◆ **Exercise requirements**: Scan the lines below; pull out those with "None".

----- Data for processing

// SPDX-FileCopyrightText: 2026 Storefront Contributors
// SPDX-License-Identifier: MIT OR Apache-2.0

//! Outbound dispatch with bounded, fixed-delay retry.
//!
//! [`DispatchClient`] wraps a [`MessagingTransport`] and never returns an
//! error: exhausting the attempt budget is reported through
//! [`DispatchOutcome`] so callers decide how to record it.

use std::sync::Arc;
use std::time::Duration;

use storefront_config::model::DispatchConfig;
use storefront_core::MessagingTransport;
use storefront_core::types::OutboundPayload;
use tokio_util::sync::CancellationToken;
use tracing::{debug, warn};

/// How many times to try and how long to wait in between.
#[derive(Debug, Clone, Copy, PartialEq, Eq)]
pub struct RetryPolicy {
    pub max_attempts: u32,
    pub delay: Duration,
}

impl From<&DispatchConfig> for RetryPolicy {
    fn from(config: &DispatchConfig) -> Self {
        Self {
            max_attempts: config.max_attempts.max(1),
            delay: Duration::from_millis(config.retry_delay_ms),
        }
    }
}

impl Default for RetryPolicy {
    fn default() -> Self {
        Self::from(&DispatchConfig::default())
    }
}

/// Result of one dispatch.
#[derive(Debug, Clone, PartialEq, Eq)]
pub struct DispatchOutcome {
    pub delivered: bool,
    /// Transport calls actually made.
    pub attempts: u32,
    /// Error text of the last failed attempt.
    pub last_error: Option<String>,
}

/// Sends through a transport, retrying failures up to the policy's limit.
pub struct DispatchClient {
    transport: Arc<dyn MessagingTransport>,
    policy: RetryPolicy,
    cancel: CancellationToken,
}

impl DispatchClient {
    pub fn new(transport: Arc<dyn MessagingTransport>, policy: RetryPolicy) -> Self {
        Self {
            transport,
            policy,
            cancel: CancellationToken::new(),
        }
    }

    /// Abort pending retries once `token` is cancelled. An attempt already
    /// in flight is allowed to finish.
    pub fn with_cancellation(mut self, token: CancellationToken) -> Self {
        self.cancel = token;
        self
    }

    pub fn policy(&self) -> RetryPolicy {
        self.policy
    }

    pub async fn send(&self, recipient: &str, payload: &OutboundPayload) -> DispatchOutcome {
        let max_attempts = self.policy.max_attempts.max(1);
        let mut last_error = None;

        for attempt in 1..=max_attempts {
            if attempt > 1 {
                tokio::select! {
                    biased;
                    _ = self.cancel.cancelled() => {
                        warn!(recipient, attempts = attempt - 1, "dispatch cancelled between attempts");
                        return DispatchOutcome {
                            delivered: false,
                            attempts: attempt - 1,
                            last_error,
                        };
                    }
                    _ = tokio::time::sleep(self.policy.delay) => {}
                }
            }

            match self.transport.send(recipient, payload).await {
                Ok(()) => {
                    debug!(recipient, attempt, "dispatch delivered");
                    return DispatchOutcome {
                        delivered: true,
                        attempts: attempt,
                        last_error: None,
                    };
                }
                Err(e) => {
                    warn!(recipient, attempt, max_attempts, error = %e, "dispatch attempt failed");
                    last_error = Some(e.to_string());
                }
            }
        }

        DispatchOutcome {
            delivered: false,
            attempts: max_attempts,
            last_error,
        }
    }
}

----------

◆ **Solution to this task**:
        let mut last_error = None;
                        last_error: None,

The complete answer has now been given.